PROBLEM TO SOLVE: Where does the string "static" occur in the records below? Copy every line that holds it.

PROVIDED DATA:
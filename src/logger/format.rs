//! Access log format module
//!
//! Supports multiple log formats:
//! - `combined` (Apache/Nginx combined format)
//! - `common` (Common Log Format - CLF)
//! - `json` (one JSON object per line)
//! - Custom patterns with `$variable` substitution

use chrono::{DateTime, Local};
use hyper::http::request::Parts;
use hyper::Version;
use serde::Serialize;
use std::net::SocketAddr;

const CLF_TIME: &str = "%d/%b/%Y:%H:%M:%S %z";

/// Access log entry containing all request/response information
#[derive(Debug, Clone)]
pub struct AccessLogEntry {
    pub remote_addr: String,
    pub time: DateTime<Local>,
    pub method: String,
    pub path: String,
    /// Query string (without leading ?)
    pub query: Option<String>,
    pub http_version: &'static str,
    pub status: u16,
    pub body_bytes: u64,
    pub referer: Option<String>,
    pub user_agent: Option<String>,
    /// Request processing time in microseconds
    pub request_time_us: u64,
}

#[derive(Serialize)]
struct JsonLine<'a> {
    remote_addr: &'a str,
    time: String,
    method: &'a str,
    path: &'a str,
    query: Option<&'a str>,
    http_version: &'a str,
    status: u16,
    body_bytes: u64,
    referer: Option<&'a str>,
    user_agent: Option<&'a str>,
    request_time_us: u64,
}

impl AccessLogEntry {
    /// Capture the request side of the entry; response fields are filled in later
    pub fn from_request(peer_addr: SocketAddr, parts: &Parts) -> Self {
        let header = |name: &str| {
            parts
                .headers
                .get(name)
                .and_then(|v| v.to_str().ok())
                .map(ToString::to_string)
        };

        Self {
            remote_addr: peer_addr.ip().to_string(),
            time: Local::now(),
            method: parts.method.to_string(),
            path: parts.uri.path().to_string(),
            query: parts.uri.query().map(ToString::to_string),
            http_version: version_label(parts.version),
            status: 0,
            body_bytes: 0,
            referer: header("referer"),
            user_agent: header("user-agent"),
            request_time_us: 0,
        }
    }

    /// Format the log entry according to the specified format
    pub fn format(&self, format: &str) -> String {
        match format {
            "combined" => format!(
                "{} \"{}\" \"{}\"",
                self.format_common(),
                self.referer.as_deref().unwrap_or("-"),
                self.user_agent.as_deref().unwrap_or("-"),
            ),
            "common" => self.format_common(),
            "json" => self.format_json(),
            custom => self.format_custom(custom),
        }
    }

    fn request_uri(&self) -> String {
        match &self.query {
            Some(q) => format!("{}?{q}", self.path),
            None => self.path.clone(),
        }
    }

    /// `$remote_addr - - [$time_local] "$request" $status $body_bytes_sent`
    fn format_common(&self) -> String {
        format!(
            "{} - - [{}] \"{} {} HTTP/{}\" {} {}",
            self.remote_addr,
            self.time.format(CLF_TIME),
            self.method,
            self.request_uri(),
            self.http_version,
            self.status,
            self.body_bytes,
        )
    }

    fn format_json(&self) -> String {
        let line = JsonLine {
            remote_addr: &self.remote_addr,
            time: self.time.to_rfc3339(),
            method: &self.method,
            path: &self.path,
            query: self.query.as_deref(),
            http_version: self.http_version,
            status: self.status,
            body_bytes: self.body_bytes,
            referer: self.referer.as_deref(),
            user_agent: self.user_agent.as_deref(),
            request_time_us: self.request_time_us,
        };
        serde_json::to_string(&line).unwrap_or_default()
    }

    /// Custom format with variable substitution
    ///
    /// Supported variables: `$remote_addr`, `$time_local`, `$time_iso8601`,
    /// `$request`, `$request_method`, `$request_uri`, `$status`,
    /// `$body_bytes_sent`, `$http_referer`, `$http_user_agent`, `$request_time`.
    fn format_custom(&self, pattern: &str) -> String {
        let request_uri = self.request_uri();
        let request_line = format!("{} {request_uri} HTTP/{}", self.method, self.http_version);
        #[allow(clippy::cast_precision_loss)]
        let request_time = self.request_time_us as f64 / 1_000_000.0;

        // $request_time must come before $request
        pattern
            .replace("$remote_addr", &self.remote_addr)
            .replace("$time_local", &self.time.format(CLF_TIME).to_string())
            .replace("$time_iso8601", &self.time.to_rfc3339())
            .replace("$request_time", &format!("{request_time:.3}"))
            .replace("$request_method", &self.method)
            .replace("$request_uri", &request_uri)
            .replace("$request", &request_line)
            .replace("$status", &self.status.to_string())
            .replace("$body_bytes_sent", &self.body_bytes.to_string())
            .replace("$http_referer", self.referer.as_deref().unwrap_or("-"))
            .replace("$http_user_agent", self.user_agent.as_deref().unwrap_or("-"))
    }
}

const fn version_label(version: Version) -> &'static str {
    match version {
        Version::HTTP_09 => "0.9",
        Version::HTTP_10 => "1.0",
        Version::HTTP_2 => "2",
        Version::HTTP_3 => "3",
        _ => "1.1",
    }
}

ANSWER TO THE EXERCISE:
    pub http_version: &'static str,
const fn version_label(version: Version) -> &'static str {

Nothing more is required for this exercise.